A recent study has found that prion proteins that cause a deadly brain disease may enter the body via the eyes.
Researchers at the National Institute of Allergy and Infectious Diseases, the University of California at San Diego and UC-San Francisco could also detect prion protein infection by looking at the eyes, the study shows.
The results of the study titled, “Prion Seeds Distribute throughout the Eyes of Sporadic Creutzfeldt-Jakob Disease Patients,” were published this week in the latest issue of the journal mBio.
Prion Theory. Mad Cow Disease Prions. Image Credit: Designua / Shutterstock
Prion proteins are small bits of proteins that are responsible for causing sporadic Creutzfeldt-Jakob disease (sCJD) that is rare and affects one in a million individuals worldwide annually. CJD is related to “mad cow disease”. There is not effective cure for this condition. It is almost always fatal to the victim. In this disease the proteins in the brain fold incorrectly. These prion proteins can cause brain proteins to be altered and cause lesions in the brain. Consumption of infected brain matter of animals has been known to transmit this infection.

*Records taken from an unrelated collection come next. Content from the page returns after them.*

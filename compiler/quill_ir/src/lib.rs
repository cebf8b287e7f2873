//! Quill IR - shared data types for the playground pipeline.
//!
//! Everything that crosses a crate boundary in the compile-and-run pipeline
//! lives here:
//!
//! - [`Span`] and [`SourceUnit`]: what the user submitted, and where in it
//! - [`BinaryModule`]: raw emitted bytes, opaque to the orchestrator
//! - [`image`]: the `QMOD` module image format shared by the emitter and loader
//! - [`Value`]: runtime values produced by invoked code
//! - [`AttemptId`]: identity of one compile attempt

/// Compile-time assertion that a type has a specific size.
///
/// Used to prevent accidental size regressions in frequently-copied types.
#[macro_export]
macro_rules! static_assert_size {
    ($ty:ty, $size:expr) => {
        const _: [(); $size] = [(); ::std::mem::size_of::<$ty>()];
    };
}

mod attempt;
mod binary;
pub mod image;
mod source;
mod span;
mod value;

pub use attempt::AttemptId;
pub use binary::BinaryModule;
pub use image::{ConstantDef, Expr, ImageError, MethodDef, ModuleImage, Stmt, TypeDef};
pub use source::SourceUnit;
pub use span::{Span, SpanError};
pub use value::Value;
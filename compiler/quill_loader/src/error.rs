use std::time::Duration;

use quill_ir::ImageError;

/// Failure to bring an emitted module into the process.
#[derive(Debug, thiserror::Error)]
pub enum LoadError {
    #[error("malformed module: {0}")]
    Malformed(#[from] ImageError),

    #[error("loading timed out after {}ms", after.as_millis())]
    Timeout { after: Duration },

    /// The loader refused the module or died while loading it.
    #[error("module rejected: {0}")]
    Rejected(String),
}

/// Failure to run the `Program.GetString` entry point.
#[derive(Clone, Debug, PartialEq, Eq, thiserror::Error)]
pub enum InvokeError {
    #[error("expected exactly one exported type `Program`, found {found}")]
    AmbiguousOrMissingEntryType { found: usize },

    #[error("constructing `Program` failed: {0}")]
    ConstructionFailed(String),

    #[error("type `{type_name}` has no zero-argument method `{method}`")]
    MissingMethod { type_name: String, method: String },

    #[error("user code failed: {0}")]
    UserCodeFailed(String),

    #[error("invocation timed out after {}ms", after.as_millis())]
    Timeout { after: Duration },
}

/// A failure raised while user code runs inside a loader.
#[derive(Clone, Debug, PartialEq, Eq, thiserror::Error)]
pub enum UserFault {
    /// `fail <expr>` with the text of the expression.
    #[error("{0}")]
    Raised(String),

    #[error("execution was cancelled")]
    Interrupted,

    #[error("step budget of {budget} exhausted")]
    BudgetExhausted { budget: u64 },

    #[error("field `{0}` read before assignment")]
    UnassignedField(String),

    #[error("integer overflow in `{lhs} + {rhs}`")]
    Overflow { lhs: i64, rhs: i64 },

    /// The module asks for something its own metadata does not provide.
    #[error("invalid program: {0}")]
    InvalidProgram(String),
}
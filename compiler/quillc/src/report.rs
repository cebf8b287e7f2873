//! What `compile` and `compile_and_run` hand back.

use quill_diagnostic::{DiagnosticLog, Severity};
use quill_ir::AttemptId;
use quill_loader::{InvokeError, LoadError, LoadedHandle};
use serde::Serialize;

use crate::AttemptState;

/// Result of the compile half of the pipeline.
#[derive(Debug)]
pub enum CompileOutcome {
    /// Parse or emit failed; the log says why.
    NotProduced,
    Loaded(LoadedHandle),
    LoadFailed(LoadError),
}

#[derive(Debug)]
pub struct CompileReport {
    pub attempt: AttemptId,
    /// The complete transcript of this attempt and no other.
    pub log: DiagnosticLog,
    pub state: AttemptState,
    pub outcome: CompileOutcome,
}

impl CompileReport {
    /// The loaded module, if the attempt got that far.
    pub fn module(&self) -> Option<&LoadedHandle> {
        match &self.outcome {
            CompileOutcome::Loaded(handle) => Some(handle),
            CompileOutcome::NotProduced | CompileOutcome::LoadFailed(_) => None,
        }
    }
}

/// Result of the whole pipeline.
///
/// "No module was produced" and "the module ran and failed" are different
/// variants, never folded into one another.
#[derive(Debug)]
pub enum RunOutcome {
    NotCompiled,
    LoadFailed(LoadError),
    InvokeFailed(InvokeError),
    /// `None` when `GetString` returned `none`.
    Succeeded(Option<String>),
}

#[derive(Debug)]
pub struct RunReport {
    pub attempt: AttemptId,
    pub log: DiagnosticLog,
    pub state: AttemptState,
    pub outcome: RunOutcome,
}

impl RunReport {
    pub fn is_success(&self) -> bool {
        matches!(self.outcome, RunOutcome::Succeeded(_))
    }

    pub fn output(&self) -> Option<&str> {
        match &self.outcome {
            RunOutcome::Succeeded(text) => text.as_deref(),
            _ => None,
        }
    }

    pub fn summary(&self) -> RunSummary {
        let (error, error_type) = match &self.outcome {
            RunOutcome::Succeeded(_) => (None, None),
            RunOutcome::NotCompiled => {
                let first_error = self
                    .log
                    .diagnostics()
                    .find(|d| d.severity == Severity::Error)
                    .map_or_else(|| "compilation failed".to_string(), |d| d.text.clone());
                (Some(first_error), Some(ErrorType::Compile))
            }
            RunOutcome::LoadFailed(err) => (Some(err.to_string()), Some(ErrorType::Load)),
            RunOutcome::InvokeFailed(err) => (Some(err.to_string()), Some(ErrorType::Runtime)),
        };
        RunSummary {
            success: self.is_success(),
            output: self.output().map(str::to_string),
            log: self.log.render(),
            error,
            error_type,
        }
    }
}

/// Which stage a failed run stopped in.
#[derive(Copy, Clone, Debug, PartialEq, Eq, Serialize)]
#[serde(rename_all = "lowercase")]
pub enum ErrorType {
    Compile,
    Load,
    Runtime,
}

/// Flat, serializable view of a [`RunReport`] for hosts.
#[derive(Clone, Debug, PartialEq, Eq, Serialize)]
pub struct RunSummary {
    pub success: bool,
    pub output: Option<String>,
    pub log: String,
    pub error: Option<String>,
    pub error_type: Option<ErrorType>,
}
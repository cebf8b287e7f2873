//! The text submitted for one compile attempt.

use std::fmt;
use std::sync::Arc;

/// Raw source text for one compile attempt.
///
/// Immutable once captured. Cloning shares the underlying buffer, so the
/// orchestrator can hand the same unit to a blocking compile task without
/// copying the text.
#[derive(Clone, PartialEq, Eq, Hash)]
pub struct SourceUnit {
    text: Arc<str>,
}

impl SourceUnit {
    pub fn new(text: impl Into<Arc<str>>) -> Self {
        SourceUnit { text: text.into() }
    }

    pub fn text(&self) -> &str {
        &self.text
    }

    pub fn len(&self) -> usize {
        self.text.len()
    }

    pub fn is_empty(&self) -> bool {
        self.text.is_empty()
    }

    /// 1-based `(line, column)` of a byte offset.
    ///
    /// Columns count characters, not bytes. Offsets past the end clamp to
    /// the position just after the last character.
    pub fn line_col(&self, offset: u32) -> (u32, u32) {
        let offset = (offset as usize).min(self.text.len());
        let mut line = 1u32;
        let mut line_start = 0usize;
        for (idx, ch) in self.text.char_indices() {
            if idx >= offset {
                break;
            }
            if ch == '\n' {
                line += 1;
                line_start = idx + 1;
            }
        }
        let column = self
            .text
            .get(line_start..offset)
            .map_or(0, |prefix| prefix.chars().count());
        (line, u32::try_from(column).unwrap_or(u32::MAX).saturating_add(1))
    }
}

impl fmt::Debug for SourceUnit {
    fn fmt(&self, f: &mut fmt::Formatter<'_>) -> fmt::Result {
        f.debug_struct("SourceUnit")
            .field("len", &self.text.len())
            .finish()
    }
}

impl From<&str> for SourceUnit {
    fn from(text: &str) -> Self {
        SourceUnit::new(text)
    }
}

impl From<String> for SourceUnit {
    fn from(text: String) -> Self {
        SourceUnit::new(text)
    }
}

#[cfg(test)]
mod tests {
    use super::*;

    #[test]
    fn test_line_col_first_line() {
        let src = SourceUnit::from("abc");
        assert_eq!(src.line_col(0), (1, 1));
        assert_eq!(src.line_col(2), (1, 3));
    }

    #[test]
    fn test_line_col_after_newline() {
        let src = SourceUnit::from("ab\ncd\nef");
        assert_eq!(src.line_col(3), (2, 1));
        assert_eq!(src.line_col(7), (3, 2));
    }

    #[test]
    fn test_line_col_counts_chars() {
        let src = SourceUnit::from("é x");
        // `é` is two bytes; `x` sits at byte 3 but column 3.
        assert_eq!(src.line_col(3), (1, 3));
    }

    #[test]
    fn test_line_col_clamps_past_end() {
        let src = SourceUnit::from("ab");
        assert_eq!(src.line_col(99), (1, 3));
    }

    #[test]
    fn test_clone_shares_text() {
        let a = SourceUnit::from(String::from("pub type Program {}"));
        let b = a.clone();
        assert_eq!(a, b);
        assert_eq!(b.text(), "pub type Program {}");
    }
}
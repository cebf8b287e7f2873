//! The `QMOD` module image format.
//!
//! Both emitted programs and reference libraries are module images:
//!
//! ```text
//! +--------+-----------+------------------------------+
//! | "QMOD" | u16 (LE)  | bincode(ModuleImage)         |
//! | magic  | version   | payload                      |
//! +--------+-----------+------------------------------+
//! ```
//!
//! Programs publish types; libraries publish constants. The emitter inlines
//! library constants into the program, so a loaded program never needs its
//! references at run time.

use serde::{Deserialize, Serialize};

use crate::{BinaryModule, Value};

/// Leading bytes of every module image.
pub const MAGIC: [u8; 4] = *b"QMOD";

/// Current image format version.
pub const FORMAT_VERSION: u16 = 1;

const HEADER_LEN: usize = MAGIC.len() + 2;

/// Failure to encode or decode a module image.
#[derive(Debug, thiserror::Error)]
pub enum ImageError {
    #[error("module image is truncated ({0} bytes)")]
    Truncated(usize),
    #[error("not a module image (bad magic)")]
    BadMagic,
    #[error("unsupported module image version {found} (expected {FORMAT_VERSION})")]
    UnsupportedVersion { found: u16 },
    #[error("module image payload is malformed: {0}")]
    Payload(#[from] bincode::Error),
}

/// A decoded module image.
#[derive(Clone, Debug, Default, PartialEq, Eq, Serialize, Deserialize)]
pub struct ModuleImage {
    pub name: String,
    pub types: Vec<TypeDef>,
    pub constants: Vec<ConstantDef>,
}

/// A type defined by a program image.
#[derive(Clone, Debug, PartialEq, Eq, Serialize, Deserialize)]
pub struct TypeDef {
    pub name: String,
    pub exported: bool,
    pub constructors: Vec<MethodDef>,
    pub methods: Vec<MethodDef>,
}

/// A constructor or method body.
#[derive(Clone, Debug, PartialEq, Eq, Serialize, Deserialize)]
pub struct MethodDef {
    pub name: String,
    pub arity: u8,
    pub body: Vec<Stmt>,
}

/// A named constant published by a library image.
#[derive(Clone, Debug, PartialEq, Eq, Serialize, Deserialize)]
pub struct ConstantDef {
    pub name: String,
    pub value: Value,
}

#[derive(Clone, Debug, PartialEq, Eq, Serialize, Deserialize)]
pub enum Stmt {
    Return(Option<Expr>),
    Fail(Expr),
    Loop(Vec<Stmt>),
    SetField { field: String, value: Expr },
}

#[derive(Clone, Debug, PartialEq, Eq, Serialize, Deserialize)]
pub enum Expr {
    Literal(Value),
    /// Positional parameter of the enclosing method.
    Param(u8),
    /// Instance field read.
    Field(String),
    Add(Box<Expr>, Box<Expr>),
}

impl ModuleImage {
    pub fn new(name: impl Into<String>) -> Self {
        ModuleImage {
            name: name.into(),
            types: Vec::new(),
            constants: Vec::new(),
        }
    }

    #[must_use]
    pub fn with_type(mut self, ty: TypeDef) -> Self {
        self.types.push(ty);
        self
    }

    #[must_use]
    pub fn with_constant(mut self, name: impl Into<String>, value: Value) -> Self {
        self.constants.push(ConstantDef {
            name: name.into(),
            value,
        });
        self
    }

    pub fn constant(&self, name: &str) -> Option<&Value> {
        self.constants
            .iter()
            .find(|c| c.name == name)
            .map(|c| &c.value)
    }

    pub fn exported_types(&self) -> impl Iterator<Item = &TypeDef> {
        self.types.iter().filter(|t| t.exported)
    }

    /// Serialize to the `QMOD` wire format.
    pub fn encode(&self) -> Result<BinaryModule, ImageError> {
        let payload = bincode::serialize(self)?;
        let mut bytes = Vec::with_capacity(HEADER_LEN + payload.len());
        bytes.extend_from_slice(&MAGIC);
        bytes.extend_from_slice(&FORMAT_VERSION.to_le_bytes());
        bytes.extend_from_slice(&payload);
        Ok(BinaryModule::from(bytes))
    }

    /// Parse the `QMOD` wire format.
    pub fn decode(bytes: &[u8]) -> Result<Self, ImageError> {
        if bytes.len() < HEADER_LEN {
            return Err(ImageError::Truncated(bytes.len()));
        }
        let (magic, rest) = bytes.split_at(MAGIC.len());
        if magic != MAGIC {
            return Err(ImageError::BadMagic);
        }
        let (version, payload) = rest.split_at(2);
        let found = u16::from_le_bytes([version[0], version[1]]);
        if found != FORMAT_VERSION {
            return Err(ImageError::UnsupportedVersion { found });
        }
        Ok(bincode::deserialize(payload)?)
    }
}

impl TypeDef {
    pub fn new(name: impl Into<String>, exported: bool) -> Self {
        TypeDef {
            name: name.into(),
            exported,
            constructors: Vec::new(),
            methods: Vec::new(),
        }
    }

    #[must_use]
    pub fn with_constructor(mut self, ctor: MethodDef) -> Self {
        self.constructors.push(ctor);
        self
    }

    #[must_use]
    pub fn with_method(mut self, method: MethodDef) -> Self {
        self.methods.push(method);
        self
    }

    pub fn constructor(&self, arity: u8) -> Option<&MethodDef> {
        self.constructors.iter().find(|c| c.arity == arity)
    }

    pub fn method(&self, name: &str, arity: u8) -> Option<&MethodDef> {
        self.methods
            .iter()
            .find(|m| m.name == name && m.arity == arity)
    }
}

impl MethodDef {
    pub fn new(name: impl Into<String>, arity: u8, body: Vec<Stmt>) -> Self {
        MethodDef {
            name: name.into(),
            arity,
            body,
        }
    }
}
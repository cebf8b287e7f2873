//! The compile half: parse, emit, load.

use std::time::Duration;

use pretty_assertions::assert_eq;
use quill_diagnostic::{Severity, StageMarker};
use quill_ir::AttemptId;
use quill_loader::{ImageLoader, LoadError};
use quillc::{AttemptState, CompileOutcome, CompileService};

use crate::common::{self, harness, harness_with, markers, RecordingBackend, StageCounts, HELLO};

#[tokio::test]
async fn syntax_error_stops_before_emit() {
    let h = harness();
    h.service.warm_up().await;
    let fetched = h.fetcher.total_fetches();

    let report = h
        .service
        .compile("pub type Program { fn GetString() { return \"x\" } }")
        .await;

    assert!(report.module().is_none());
    assert!(matches!(report.outcome, CompileOutcome::NotProduced));
    assert_eq!(report.state, AttemptState::ParseFailed);
    assert_eq!(report.log.last_marker(), Some(StageMarker::ParseFailed));
    assert_eq!(markers(&report.log), vec![StageMarker::ParseFailed]);
    assert_eq!(common::emit_diagnostic_count(&report.log), 0);
    assert_eq!(h.counts.parses(), 1);
    assert_eq!(h.counts.emits(), 0);
    assert_eq!(h.fetcher.total_fetches(), fetched);
}

#[tokio::test]
async fn emit_failure_keeps_all_diagnostics() {
    let h = harness();
    let report = h
        .service
        .compile("pub type Program { fn GetString() { return missing; } }")
        .await;

    assert!(report.module().is_none());
    assert_eq!(report.state, AttemptState::EmitFailed);
    assert_eq!(
        markers(&report.log),
        vec![StageMarker::ParseSucceeded, StageMarker::EmitFailed]
    );
    assert!(common::emit_diagnostic_count(&report.log) > 0);
    let text = report.log.render();
    assert!(text.contains("error Q2004: cannot find `missing` in this scope"), "{text}");
    assert_eq!(h.counts.emits(), 1);
}

#[tokio::test]
async fn successful_compile_loads_module() {
    let h = harness();
    let report = h.service.compile(HELLO).await;

    assert_eq!(report.state, AttemptState::Loaded);
    let module = report.module().expect("module loaded");
    assert_eq!(module.name(), "Playground");
    assert_eq!(module.attempt(), report.attempt);
    assert_eq!(
        report.log.render(),
        "Parse SyntaxTree Success\nCompilation success!\n"
    );
    assert_eq!(h.service.arena().len(), 1);
}

#[tokio::test]
async fn warnings_do_not_block_loading() {
    let h = harness();
    let report = h
        .service
        .compile("import Twilio;\npub type Program { fn GetString() { return none; } }")
        .await;

    assert_eq!(report.state, AttemptState::Loaded);
    assert_eq!(report.log.count(Severity::Warning), 1);
    assert_eq!(report.log.count(Severity::Error), 0);
    assert_eq!(report.log.last_marker(), Some(StageMarker::EmitSucceeded));
}

#[tokio::test]
async fn sequential_compiles_never_mix_diagnostics() {
    let h = harness();
    let broken = h
        .service
        .compile("pub type Program { fn GetString() { return nope; } }")
        .await;
    let clean = h.service.compile(HELLO).await;

    assert!(broken.log.has_errors());
    assert!(!clean.log.has_errors());
    assert_eq!(clean.log.diagnostics().count(), 0);
    assert_eq!(
        markers(&clean.log),
        vec![StageMarker::ParseSucceeded, StageMarker::EmitSucceeded]
    );
    assert!(clean.attempt > broken.attempt);
}

#[tokio::test]
async fn attempts_are_numbered_and_modules_retained() {
    let h = harness();
    let first = h.service.compile(HELLO).await;
    let failed = h.service.compile("type").await;
    let third = h.service.compile(HELLO).await;

    assert_eq!(first.attempt, AttemptId::new(1));
    assert_eq!(failed.attempt, AttemptId::new(2));
    assert_eq!(third.attempt, AttemptId::new(3));
    assert_eq!(
        h.service.arena().attempts(),
        vec![AttemptId::new(1), AttemptId::new(3)]
    );
}

#[tokio::test]
async fn stable_language_version_rejects_loop() {
    let h = harness_with(
        common::config().with_language_version(quill_backend::LanguageVersion::Stable),
        ImageLoader::new(),
    );
    let report = h
        .service
        .compile("pub type Program { fn GetString() { loop { return 1; } } }")
        .await;
    assert_eq!(report.state, AttemptState::ParseFailed);
    assert!(report.log.render().contains("Q1008"));
}

#[tokio::test]
async fn deep_parentheses_fail_parse_without_crashing() {
    let h = harness();
    let depth = 20_000;
    let source = format!(
        "pub type Program {{ fn GetString() {{ return {}1{}; }} }}",
        "(".repeat(depth),
        ")".repeat(depth)
    );
    let report = h.service.compile(source).await;

    assert_eq!(report.state, AttemptState::ParseFailed);
    assert!(matches!(report.outcome, CompileOutcome::NotProduced));
    assert_eq!(markers(&report.log), vec![StageMarker::ParseFailed]);
    let text = report.log.render();
    assert!(text.contains("error Q1009: nesting exceeds the limit"), "{text}");
    assert_eq!(h.counts.emits(), 0);

    // The service is still usable.
    assert_eq!(h.service.compile(HELLO).await.state, AttemptState::Loaded);
}

#[tokio::test]
async fn long_plus_chain_fails_parse_without_crashing() {
    let h = harness();
    let chain = vec!["1"; 200_000].join(" + ");
    let source = format!("pub type Program {{ fn GetString() {{ return {chain}; }} }}");
    let report = h.service.compile_and_run(source).await;

    assert_eq!(report.state, AttemptState::ParseFailed);
    assert!(matches!(report.outcome, quillc::RunOutcome::NotCompiled));
    assert!(report.log.render().contains("Q1009"));
    assert_eq!(report.summary().error_type, Some(quillc::ErrorType::Compile));

    assert_eq!(h.service.compile(HELLO).await.state, AttemptState::Loaded);
}

#[tokio::test]
async fn nesting_under_limit_compiles_and_runs() {
    let h = harness();
    let chain = vec!["1"; 400].join(" + ");
    let source = format!(
        "pub type Program {{ fn GetString() {{ return {}{chain}{}; }} }}",
        "(".repeat(50),
        ")".repeat(50)
    );
    let report = h.service.compile_and_run(source).await;

    assert_eq!(report.state, AttemptState::Succeeded);
    assert_eq!(report.output(), Some("400"));
}

#[tokio::test]
async fn slow_parse_times_out() {
    let counts = StageCounts::default();
    let service = CompileService::new(
        RecordingBackend::new(counts.clone()).with_parse_delay(Duration::from_millis(500)),
        ImageLoader::new(),
        common::fetcher(),
        common::config().with_compile_timeout(Duration::from_millis(50)),
    );
    let report = service.compile(HELLO).await;

    assert_eq!(report.state, AttemptState::ParseFailed);
    assert_eq!(report.log.last_marker(), Some(StageMarker::ParseFailed));
    assert!(report.log.render().contains("parse timed out after 50ms"));
    assert_eq!(counts.emits(), 0);
}

#[tokio::test]
async fn slow_emit_times_out() {
    let counts = StageCounts::default();
    let service = CompileService::new(
        RecordingBackend::new(counts.clone()).with_emit_delay(Duration::from_millis(500)),
        ImageLoader::new(),
        common::fetcher(),
        common::config().with_compile_timeout(Duration::from_millis(50)),
    );
    let report = service.compile(HELLO).await;

    assert_eq!(report.state, AttemptState::EmitFailed);
    assert!(matches!(report.outcome, CompileOutcome::NotProduced));
    assert_eq!(
        markers(&report.log),
        vec![StageMarker::ParseSucceeded, StageMarker::EmitFailed]
    );
    assert!(report
        .log
        .render()
        .contains("compilation timed out after 50ms"));
    assert_eq!(counts.emits(), 1);
    assert!(service.arena().is_empty());
}

mod slow {
    //! A loader that stalls before delegating to [`ImageLoader`].

    use std::sync::Arc;
    use std::time::Duration;

    use quill_ir::BinaryModule;
    use quill_loader::{ImageLoader, LoadError, LoadedModule, ModuleLoader};

    pub struct SlowLoader {
        pub delay: Duration,
        pub inner: ImageLoader,
    }

    impl ModuleLoader for SlowLoader {
        fn load(&self, module: &BinaryModule) -> Result<Arc<dyn LoadedModule>, LoadError> {
            std::thread::sleep(self.delay);
            self.inner.load(module)
        }
    }
}

#[tokio::test]
async fn slow_load_times_out() {
    let service = CompileService::new(
        RecordingBackend::new(StageCounts::default()),
        slow::SlowLoader {
            delay: Duration::from_millis(500),
            inner: ImageLoader::new(),
        },
        common::fetcher(),
        common::config().with_load_timeout(Duration::from_millis(50)),
    );
    let report = service.compile(HELLO).await;

    assert_eq!(report.state, AttemptState::LoadFailed);
    match &report.outcome {
        CompileOutcome::LoadFailed(LoadError::Timeout { after }) => {
            assert_eq!(*after, Duration::from_millis(50));
        }
        other => panic!("expected load timeout, got {other:?}"),
    }
    assert_eq!(report.log.last_marker(), Some(StageMarker::EmitSucceeded));
    assert!(service.arena().is_empty());

    let run = service.compile_and_run(HELLO).await;
    assert!(matches!(
        run.outcome,
        quillc::RunOutcome::LoadFailed(LoadError::Timeout { .. })
    ));
    assert_eq!(run.summary().error_type, Some(quillc::ErrorType::Load));
}

mod garbage {
    //! A backend whose emitted bytes are not a module image.

    use quill_backend::{
        CompilerBackend, EmitFailure, EmitOptions, Emitted, ParseOptions, Parsed,
    };
    use quill_ir::{BinaryModule, SourceUnit};
    use quill_refs::ReferenceCatalog;

    pub struct GarbageBackend;

    impl CompilerBackend for GarbageBackend {
        type Syntax = ();

        fn parse(&self, _source: &SourceUnit, _options: &ParseOptions) -> Parsed<()> {
            Parsed {
                syntax: (),
                diagnostics: Vec::new(),
            }
        }

        fn emit(
            &self,
            _syntax: &(),
            _references: &ReferenceCatalog,
            _options: &EmitOptions,
        ) -> Result<Emitted, EmitFailure> {
            Ok(Emitted {
                module: BinaryModule::from(b"definitely not QMOD".to_vec()),
                diagnostics: Vec::new(),
            })
        }
    }
}

#[tokio::test]
async fn malformed_module_is_a_load_failure() {
    let service = CompileService::new(
        garbage::GarbageBackend,
        ImageLoader::new(),
        common::fetcher(),
        common::config(),
    );
    let report = service.compile("anything").await;

    assert_eq!(report.state, AttemptState::LoadFailed);
    assert!(matches!(
        report.outcome,
        CompileOutcome::LoadFailed(LoadError::Malformed(_))
    ));
    // The transcript still records a successful compilation.
    assert_eq!(report.log.last_marker(), Some(StageMarker::EmitSucceeded));
    assert!(service.arena().is_empty());

    let run = service.compile_and_run("anything").await;
    assert!(matches!(run.outcome, quillc::RunOutcome::LoadFailed(_)));
    assert_eq!(run.summary().error_type, Some(quillc::ErrorType::Load));
}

This new study shows that prion proteins can also spread via eye surgeries. They can be transmitted via infected medical equipment says the new study. The team tested the eyes of 11 patients who had died of CJD and noted that their eyes had abundant amounts of prions. These prion “seeds” were mainly found in the retinas of the patients. They were also noted in other parts of the eyes such as the lens, ocular fluid, choroid, cornea, sclera, optic nerves and eye muscles.
Christina J. Sigurdson, DVM, Ph.D., professor of pathology at the University of California (UC) San Diego and UC Davis said, “Almost half of sCJD patients develop visual disturbances, and we know that the disease can be unknowingly transmitted through corneal graft transplantation...But distribution and levels of prions in the eye were unknown. We’ve answered some of these questions.
Our findings have implications for both estimating the risk of sCJD transmission and for development of diagnostic tests for prion diseases before symptoms become apparent.”
At present the disease may be difficult to detect. Researchers hope that this finding could pave the way to detection of the disease in the patient’s eye. The researchers would now test if the eye secretions carried prions. This would mean that the disease could spread when tears come in contact.